#### [DIRECTIONS FOR THIS TASK]
Retrieve every line of the data holding the word "AAPL".
---
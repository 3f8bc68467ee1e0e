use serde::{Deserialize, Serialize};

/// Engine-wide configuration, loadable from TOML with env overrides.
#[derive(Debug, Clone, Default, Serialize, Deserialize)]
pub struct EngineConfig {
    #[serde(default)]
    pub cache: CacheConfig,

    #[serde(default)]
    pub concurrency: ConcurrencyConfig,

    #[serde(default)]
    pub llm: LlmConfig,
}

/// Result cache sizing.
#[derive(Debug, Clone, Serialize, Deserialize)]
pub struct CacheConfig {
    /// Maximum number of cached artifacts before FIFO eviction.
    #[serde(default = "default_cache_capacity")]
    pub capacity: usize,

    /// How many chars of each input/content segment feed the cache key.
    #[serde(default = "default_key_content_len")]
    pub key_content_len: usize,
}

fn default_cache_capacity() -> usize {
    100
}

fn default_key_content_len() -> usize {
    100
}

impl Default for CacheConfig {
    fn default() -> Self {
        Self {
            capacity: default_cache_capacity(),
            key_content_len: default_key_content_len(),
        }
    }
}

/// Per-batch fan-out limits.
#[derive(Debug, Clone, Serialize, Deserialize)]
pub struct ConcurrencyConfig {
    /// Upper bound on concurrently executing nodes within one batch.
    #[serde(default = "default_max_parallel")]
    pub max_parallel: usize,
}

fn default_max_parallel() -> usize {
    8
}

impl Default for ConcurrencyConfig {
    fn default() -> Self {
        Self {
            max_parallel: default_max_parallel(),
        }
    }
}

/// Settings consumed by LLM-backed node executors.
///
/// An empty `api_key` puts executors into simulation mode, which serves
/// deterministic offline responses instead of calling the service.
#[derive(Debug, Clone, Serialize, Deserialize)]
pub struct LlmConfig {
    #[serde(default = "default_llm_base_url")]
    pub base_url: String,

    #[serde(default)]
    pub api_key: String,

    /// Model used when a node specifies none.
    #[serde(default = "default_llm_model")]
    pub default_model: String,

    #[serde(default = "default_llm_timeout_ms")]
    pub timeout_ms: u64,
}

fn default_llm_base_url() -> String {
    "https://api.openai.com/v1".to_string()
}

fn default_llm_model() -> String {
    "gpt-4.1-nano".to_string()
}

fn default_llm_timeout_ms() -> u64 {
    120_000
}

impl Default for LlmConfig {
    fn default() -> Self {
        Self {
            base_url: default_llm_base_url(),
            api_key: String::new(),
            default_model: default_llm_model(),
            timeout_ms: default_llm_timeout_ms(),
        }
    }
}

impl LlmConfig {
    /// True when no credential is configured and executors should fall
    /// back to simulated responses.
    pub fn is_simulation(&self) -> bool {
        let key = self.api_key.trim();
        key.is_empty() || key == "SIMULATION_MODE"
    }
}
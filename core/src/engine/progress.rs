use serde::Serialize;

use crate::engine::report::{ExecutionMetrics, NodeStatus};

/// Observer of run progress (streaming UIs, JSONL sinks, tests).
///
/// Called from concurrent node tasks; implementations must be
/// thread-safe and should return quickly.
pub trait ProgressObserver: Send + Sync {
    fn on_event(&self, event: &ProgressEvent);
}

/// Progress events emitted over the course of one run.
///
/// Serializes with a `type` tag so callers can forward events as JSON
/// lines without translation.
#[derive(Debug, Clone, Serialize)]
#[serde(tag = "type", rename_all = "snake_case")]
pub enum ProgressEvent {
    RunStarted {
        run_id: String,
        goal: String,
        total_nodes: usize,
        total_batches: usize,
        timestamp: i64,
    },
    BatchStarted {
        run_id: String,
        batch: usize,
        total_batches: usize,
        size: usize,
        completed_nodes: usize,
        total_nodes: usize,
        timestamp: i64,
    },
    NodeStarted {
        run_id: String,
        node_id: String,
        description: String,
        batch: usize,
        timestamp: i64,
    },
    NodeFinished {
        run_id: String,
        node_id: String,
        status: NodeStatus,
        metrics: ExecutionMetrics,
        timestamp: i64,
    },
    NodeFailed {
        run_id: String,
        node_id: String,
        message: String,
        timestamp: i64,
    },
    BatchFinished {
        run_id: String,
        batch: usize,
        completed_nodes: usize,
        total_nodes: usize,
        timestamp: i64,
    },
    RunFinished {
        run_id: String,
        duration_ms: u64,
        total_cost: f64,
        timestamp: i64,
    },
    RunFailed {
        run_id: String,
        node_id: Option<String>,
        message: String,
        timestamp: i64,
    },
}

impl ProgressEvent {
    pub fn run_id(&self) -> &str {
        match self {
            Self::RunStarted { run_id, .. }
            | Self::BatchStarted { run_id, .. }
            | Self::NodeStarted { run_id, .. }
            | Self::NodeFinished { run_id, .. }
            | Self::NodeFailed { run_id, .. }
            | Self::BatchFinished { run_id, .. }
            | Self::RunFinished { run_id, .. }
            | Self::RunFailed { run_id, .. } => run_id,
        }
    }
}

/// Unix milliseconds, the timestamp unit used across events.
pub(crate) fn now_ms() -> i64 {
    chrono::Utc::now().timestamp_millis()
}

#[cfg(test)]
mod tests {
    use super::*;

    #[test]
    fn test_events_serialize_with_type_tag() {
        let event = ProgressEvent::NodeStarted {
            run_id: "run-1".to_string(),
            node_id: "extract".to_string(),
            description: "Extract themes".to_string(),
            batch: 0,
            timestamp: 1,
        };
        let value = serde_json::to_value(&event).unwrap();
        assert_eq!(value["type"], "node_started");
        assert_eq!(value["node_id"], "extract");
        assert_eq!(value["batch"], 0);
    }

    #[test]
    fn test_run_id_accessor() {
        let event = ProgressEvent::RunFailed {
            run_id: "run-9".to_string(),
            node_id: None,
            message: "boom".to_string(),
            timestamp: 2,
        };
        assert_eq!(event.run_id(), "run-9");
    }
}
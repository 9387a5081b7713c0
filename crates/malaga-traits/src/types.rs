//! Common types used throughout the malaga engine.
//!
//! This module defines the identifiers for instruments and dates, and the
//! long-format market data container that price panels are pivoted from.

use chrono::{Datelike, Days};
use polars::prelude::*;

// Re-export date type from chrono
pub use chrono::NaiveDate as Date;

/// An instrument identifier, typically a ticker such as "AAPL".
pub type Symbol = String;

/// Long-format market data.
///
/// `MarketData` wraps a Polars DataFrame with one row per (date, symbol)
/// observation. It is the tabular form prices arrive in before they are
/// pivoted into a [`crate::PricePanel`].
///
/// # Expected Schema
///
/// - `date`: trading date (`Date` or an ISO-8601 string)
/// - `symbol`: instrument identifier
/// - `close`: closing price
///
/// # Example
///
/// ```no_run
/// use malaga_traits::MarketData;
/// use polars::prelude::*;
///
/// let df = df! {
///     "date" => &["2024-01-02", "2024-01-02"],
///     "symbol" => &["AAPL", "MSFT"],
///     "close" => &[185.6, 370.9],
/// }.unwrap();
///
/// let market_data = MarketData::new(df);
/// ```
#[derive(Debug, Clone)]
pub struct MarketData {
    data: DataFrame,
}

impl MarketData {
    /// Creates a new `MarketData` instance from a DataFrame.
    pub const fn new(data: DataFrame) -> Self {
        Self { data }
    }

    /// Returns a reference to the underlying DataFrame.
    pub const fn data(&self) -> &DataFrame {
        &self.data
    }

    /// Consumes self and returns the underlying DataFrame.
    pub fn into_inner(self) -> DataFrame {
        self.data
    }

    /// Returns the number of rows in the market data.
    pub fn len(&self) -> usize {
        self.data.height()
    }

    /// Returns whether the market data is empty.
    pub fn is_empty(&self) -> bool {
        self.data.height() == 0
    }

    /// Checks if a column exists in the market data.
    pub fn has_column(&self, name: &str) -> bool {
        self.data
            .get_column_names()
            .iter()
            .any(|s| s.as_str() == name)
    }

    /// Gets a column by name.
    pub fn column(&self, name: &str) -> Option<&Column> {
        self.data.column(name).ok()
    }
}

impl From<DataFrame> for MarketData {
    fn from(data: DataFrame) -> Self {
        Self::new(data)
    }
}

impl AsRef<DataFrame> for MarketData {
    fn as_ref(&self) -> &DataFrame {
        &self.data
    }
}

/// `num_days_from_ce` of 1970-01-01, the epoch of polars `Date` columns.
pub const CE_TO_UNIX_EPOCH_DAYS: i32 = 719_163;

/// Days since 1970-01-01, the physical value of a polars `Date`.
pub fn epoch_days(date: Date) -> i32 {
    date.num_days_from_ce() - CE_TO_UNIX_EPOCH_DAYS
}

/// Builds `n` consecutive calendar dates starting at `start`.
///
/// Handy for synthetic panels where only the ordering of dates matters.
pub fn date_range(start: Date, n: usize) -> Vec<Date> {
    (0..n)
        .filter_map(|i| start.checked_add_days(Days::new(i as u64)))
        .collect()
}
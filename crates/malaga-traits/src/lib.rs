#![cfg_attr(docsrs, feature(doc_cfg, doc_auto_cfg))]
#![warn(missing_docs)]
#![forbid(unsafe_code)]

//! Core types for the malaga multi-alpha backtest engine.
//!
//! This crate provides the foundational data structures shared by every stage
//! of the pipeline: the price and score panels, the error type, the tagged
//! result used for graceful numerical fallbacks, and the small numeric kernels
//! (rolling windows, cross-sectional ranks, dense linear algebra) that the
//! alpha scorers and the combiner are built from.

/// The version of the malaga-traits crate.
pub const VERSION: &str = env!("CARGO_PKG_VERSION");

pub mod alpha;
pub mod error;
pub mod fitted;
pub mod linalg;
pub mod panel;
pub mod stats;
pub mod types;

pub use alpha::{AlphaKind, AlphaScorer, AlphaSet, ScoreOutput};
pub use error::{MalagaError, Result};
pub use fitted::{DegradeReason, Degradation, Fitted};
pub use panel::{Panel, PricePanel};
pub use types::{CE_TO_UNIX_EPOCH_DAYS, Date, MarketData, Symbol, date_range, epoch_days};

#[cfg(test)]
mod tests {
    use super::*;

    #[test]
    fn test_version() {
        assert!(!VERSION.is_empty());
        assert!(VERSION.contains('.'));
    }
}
---
#### [YOUR RESPONSE]
/// An instrument identifier, typically a ticker such as "AAPL".
///     "symbol" => &["AAPL", "MSFT"],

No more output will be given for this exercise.